Within the whole cohort, APOEε4 positivity did not moderate the associations between MTL tau and memory composite performance (β = −0.09, 95% CI [−0.20,0.01], *p *= 0.089). Additionally, APOEε4 did not moderate the association between memory composite and MTL tau in any of the ethnoracial groups (NHW (β = −0.07, 95%CI [−0.25, 0.10], *p *= 0.425), Hispanic (β = −0.13, 95% CI [−0.29, 0.03], *p *= 0.100), and Black (β = −0.13, 95%CI [−0.30, 0.04], *p *= 0.128)).
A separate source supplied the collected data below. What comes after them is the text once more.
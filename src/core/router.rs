// src/core/router.rs

//! The dispatch decision logic: which worker receives an inbound bot event,
//! which bot receives an outbound worker action, and which subscribers see a
//! copy of any event.
//!
//! Locking policy: selection always works on a registry snapshot taken under
//! the read lock; sends happen after release. A dead peer discovered by a
//! failed send is removed on a spawned task, never inline, so one bad
//! connection cannot head-of-line block the dispatcher.

use crate::core::NexusError;
use crate::core::correlator::Correlator;
use crate::core::metrics;
use crate::core::protocol::{self, Envelope, RETCODE_NO_TARGET};
use crate::core::registry::{ConnectionRegistry, PeerHandle, PeerRole};
use crate::core::state::stats::{ConnectionStats, DisconnectReason};
use crate::core::stream::{self, EventSink, StreamHub};
use async_trait::async_trait;
use bytes::Bytes;
use indexmap::IndexMap;
use parking_lot::{Mutex, RwLock};
use std::sync::Arc;
use std::sync::atomic::Ordering;
use std::time::Duration;
use tracing::{debug, warn};
use wildmatch::WildMatch;

/// The connection-and-routing hub's dispatcher.
pub struct Router {
    registry: Arc<ConnectionRegistry>,
    correlator: Arc<Correlator>,
    stats: Arc<ConnectionStats>,
    /// Pinned routing rules, glob pattern -> worker id. Insertion order is
    /// the match order; re-inserting a pattern updates in place (last write
    /// wins).
    rules: RwLock<IndexMap<String, String>>,
    /// Round-robin cursor. Guarded independently from the registry so cursor
    /// advancement never blocks on connection churn.
    robin: Mutex<usize>,
    /// When set, inbound events are appended here instead of being pushed to
    /// a live worker connection.
    durable: Option<Arc<StreamHub>>,
    correlation_timeout: Duration,
}

impl Router {
    pub fn new(
        registry: Arc<ConnectionRegistry>,
        correlator: Arc<Correlator>,
        stats: Arc<ConnectionStats>,
        correlation_timeout: Duration,
    ) -> Self {
        Self {
            registry,
            correlator,
            stats,
            rules: RwLock::new(IndexMap::new()),
            robin: Mutex::new(0),
            durable: None,
            correlation_timeout,
        }
    }

    /// Switches the inbound event path to durable stream publication.
    pub fn with_durable(mut self, hub: Arc<StreamHub>) -> Self {
        self.durable = Some(hub);
        self
    }

    // --- Routing rules ---

    pub fn set_rule(&self, pattern: &str, worker_id: &str) {
        self.rules
            .write()
            .insert(pattern.to_string(), worker_id.to_string());
    }

    pub fn remove_rule(&self, pattern: &str) -> bool {
        self.rules.write().shift_remove(pattern).is_some()
    }

    pub fn rules(&self) -> Vec<(String, String)> {
        self.rules
            .read()
            .iter()
            .map(|(p, w)| (p.clone(), w.clone()))
            .collect()
    }

    /// The pinned worker for the event, if any rule matches its group, bot,
    /// or user identifier.
    fn match_rule(&self, envelope: &Envelope) -> Option<String> {
        let candidates = [
            envelope.group_id(),
            envelope.self_id(),
            envelope.user_id(),
        ];
        let rules = self.rules.read();
        for key in candidates.iter().flatten() {
            for (pattern, worker_id) in rules.iter() {
                if WildMatch::new(pattern).matches(key) {
                    return Some(worker_id.clone());
                }
            }
        }
        None
    }

    // --- Bot side ---

    /// Entry point for a frame read from a bot connection.
    pub fn handle_bot_frame(&self, envelope: Envelope) {
        if envelope.is_api_response() {
            // Unwrap is safe: is_api_response implies the token exists.
            let token = envelope.echo().unwrap_or_default();
            if !self.correlator.resolve(&token, envelope.to_frame()) {
                debug!("Dropping unmatched response for token '{}'.", token);
            }
            return;
        }
        self.route_event(&envelope);
    }

    /// Routes an inbound event: subscribers always get their filtered copy;
    /// the worker-side delivery goes durable or live depending on config.
    pub fn route_event(&self, envelope: &Envelope) {
        self.broadcast_subscribers(envelope);

        if let Some(hub) = &self.durable {
            let stream = match self.match_rule(envelope) {
                Some(worker_id) => stream::worker_stream(&worker_id),
                None => stream::DEFAULT_STREAM.to_string(),
            };
            match hub.append(&stream, Bytes::from(envelope.to_frame())) {
                Ok(id) => {
                    self.stats.record_dispatch();
                    debug!("Event appended to '{}' as {}.", stream, id);
                }
                Err(e) => {
                    self.stats.record_drop();
                    warn!("Failed to append event to '{}': {}", stream, e);
                }
            }
            return;
        }

        if let Err(e) = self.dispatch_to_worker(envelope) {
            debug!("Live dispatch failed: {}", e);
        }
    }

    /// Delivers an event to one worker: the pinned worker when a rule
    /// matches, otherwise round-robin. A failed send schedules the dead
    /// worker's removal and retries exactly once against a different worker;
    /// a second failure drops the event (redelivery is the durable path's
    /// job, not this one's).
    pub fn dispatch_to_worker(&self, envelope: &Envelope) -> Result<(), NexusError> {
        let snapshot = self.registry.snapshot(PeerRole::Worker);
        if snapshot.is_empty() {
            self.stats.record_drop();
            metrics::EVENTS_DROPPED_TOTAL.inc();
            return Err(NexusError::NoWorkerAvailable);
        }

        if let Some(pinned_id) = self.match_rule(envelope) {
            if let Some(pinned) = snapshot.iter().find(|w| w.id() == pinned_id) {
                match self.try_deliver(pinned, envelope) {
                    Ok(()) => return Ok(()),
                    Err(e) => {
                        debug!("Pinned worker '{}' rejected the event: {}", pinned_id, e);
                        self.schedule_removal(pinned.clone(), DisconnectReason::WriteFailed);
                    }
                }
            }
            // Pinned worker absent or dead: fall back to the remainder.
            let rest: Vec<Arc<PeerHandle>> = snapshot
                .iter()
                .filter(|w| w.id() != pinned_id)
                .cloned()
                .collect();
            return self.robin_dispatch(&rest, envelope);
        }

        self.robin_dispatch(&snapshot, envelope)
    }

    fn robin_dispatch(
        &self,
        snapshot: &[Arc<PeerHandle>],
        envelope: &Envelope,
    ) -> Result<(), NexusError> {
        if snapshot.is_empty() {
            self.stats.record_drop();
            metrics::EVENTS_DROPPED_TOTAL.inc();
            return Err(NexusError::NoWorkerAvailable);
        }

        let cursor = {
            let mut robin = self.robin.lock();
            let current = *robin;
            *robin = robin.wrapping_add(1);
            current
        };
        let first = cursor % snapshot.len();

        match self.try_deliver(&snapshot[first], envelope) {
            Ok(()) => return Ok(()),
            Err(e) => {
                debug!(
                    "Worker '{}' rejected the event: {}",
                    snapshot[first].id(),
                    e
                );
                self.schedule_removal(snapshot[first].clone(), DisconnectReason::WriteFailed);
            }
        }

        // One retry against a different snapshot index.
        if snapshot.len() > 1 {
            let second = (first + 1) % snapshot.len();
            match self.try_deliver(&snapshot[second], envelope) {
                Ok(()) => return Ok(()),
                Err(e) => {
                    debug!(
                        "Retry worker '{}' rejected the event: {}",
                        snapshot[second].id(),
                        e
                    );
                    self.schedule_removal(snapshot[second].clone(), DisconnectReason::WriteFailed);
                }
            }
        }

        self.stats.record_drop();
        metrics::EVENTS_DROPPED_TOTAL.inc();
        warn!("Event dropped: no worker accepted delivery.");
        Err(NexusError::NoWorkerAvailable)
    }

    fn try_deliver(&self, worker: &Arc<PeerHandle>, envelope: &Envelope) -> Result<(), NexusError> {
        worker.send(envelope.to_frame())?;
        worker.handled.fetch_add(1, Ordering::Relaxed);
        self.stats.record_dispatch();
        metrics::EVENTS_DISPATCHED_TOTAL.inc();
        Ok(())
    }

    // --- Worker side ---

    /// Entry point for a frame read from a worker connection.
    pub fn handle_worker_frame(&self, worker: &Arc<PeerHandle>, envelope: Envelope) {
        if envelope.is_api_request() {
            self.dispatch_action(worker, &envelope);
        } else {
            debug!(
                "Ignoring non-action frame from worker '{}'.",
                worker.id()
            );
        }
    }

    /// Forwards an outbound API call to its bot. The correlator entry is
    /// opened, and its expiry scheduled, before the frame is written, so an
    /// immediate reply can never race registration.
    pub fn dispatch_action(&self, worker: &Arc<PeerHandle>, envelope: &Envelope) {
        self.broadcast_subscribers(envelope);

        let echo = envelope.echo();
        if let Some(token) = &echo {
            self.correlator.open(token, worker.clone());
            self.correlator.expire_after(token, self.correlation_timeout);
        }

        let target = envelope
            .self_id()
            .and_then(|id| self.registry.get(PeerRole::Bot, &id))
            .or_else(|| self.registry.snapshot(PeerRole::Bot).into_iter().next());

        let Some(bot) = target else {
            metrics::SYNTHETIC_FAILURES_TOTAL
                .with_label_values(&["no_bot"])
                .inc();
            self.fail_request(echo.as_deref(), "no live bot for action");
            return;
        };

        match bot.send(envelope.to_frame()) {
            Ok(()) => {
                self.stats.record_action();
                metrics::ACTIONS_FORWARDED_TOTAL.inc();
            }
            Err(e) => {
                warn!("Write to bot '{}' failed: {}", bot.id(), e);
                metrics::SYNTHETIC_FAILURES_TOTAL
                    .with_label_values(&["bot_write_failed"])
                    .inc();
                self.schedule_removal(bot, DisconnectReason::WriteFailed);
                self.fail_request(echo.as_deref(), "bot write failed");
            }
        }
    }

    /// Resolves a correlated request with a synthetic failure, or just logs
    /// when the action was fire-and-forget.
    fn fail_request(&self, echo: Option<&str>, message: &str) {
        match echo {
            Some(token) => {
                let frame =
                    protocol::failed_response(token, RETCODE_NO_TARGET, message).to_frame();
                self.correlator.resolve(token, frame);
            }
            None => warn!("Dropping fire-and-forget action: {}", message),
        }
    }

    // --- Subscriber side ---

    /// Offers the event to every subscriber that passes the ownership filter.
    /// A failed write schedules that subscriber's removal and never blocks
    /// delivery to the rest.
    pub fn broadcast_subscribers(&self, envelope: &Envelope) {
        let subscribers = self.registry.snapshot(PeerRole::Subscriber);
        if subscribers.is_empty() {
            return;
        }
        let self_id = envelope.self_id();
        let frame = envelope.to_frame();
        for subscriber in subscribers {
            if !subscriber.scope.allows(self_id.as_deref()) {
                continue;
            }
            if let Err(e) = subscriber.send(frame.clone()) {
                debug!("Subscriber '{}' write failed: {}", subscriber.id(), e);
                self.schedule_removal(subscriber, DisconnectReason::WriteFailed);
            }
        }
    }

    // --- Cleanup ---

    /// Removes a dead peer on an independent task. The inline path only
    /// schedules; it never touches the registry write lock itself.
    fn schedule_removal(&self, handle: Arc<PeerHandle>, reason: DisconnectReason) {
        let registry = self.registry.clone();
        let stats = self.stats.clone();
        tokio::spawn(async move {
            let id = handle.id();
            if registry
                .remove_if_same(handle.role, &id, handle.session_id)
                .is_some()
            {
                stats.record_disconnect(handle.role, &id, reason, handle.connected_for());
                metrics::CONNECTED_PEERS
                    .with_label_values(&[&handle.role.to_string()])
                    .dec();
            }
            handle.kill();
        });
    }
}

#[async_trait]
impl EventSink for Router {
    /// The durable consumer funnels entries back through the same live
    /// worker-dispatch pipeline.
    async fn deliver(&self, envelope: Envelope) -> Result<(), NexusError> {
        self.dispatch_to_worker(&envelope)
    }
}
Hispanic participants demonstrated higher tau SUVR levels in lateral temporal regions than NHW and Black participants
3.7
According to the amyloid cascade hypothesis, tau deposition initiates in the transentorhinal cortex and moves outside of the MTL to the lateral temporal cortex, cingulate, frontal, and parietal regions40 after pathological amyloid levels have been reached. Considering that Black and Hispanic participants showed higher MTL tau levels than NHW participants in our sample, we evaluated whether ethnoracial group differences exist solely in the MTL or extend throughout other AD‐relevant regions in the brain. We investigated the associations between ethnoracial group and tau in lateral temporal regions (including the inferior temporal, middle temporal, fusiform, and parahippocampal gyrus) given that tau progression first moves to the nearby temporal neocortex. We also tested whether ethnoracial differences existed in more advanced regions of tau staging, including the posterior cingulate and lateral parietal ROIs (Figure S2).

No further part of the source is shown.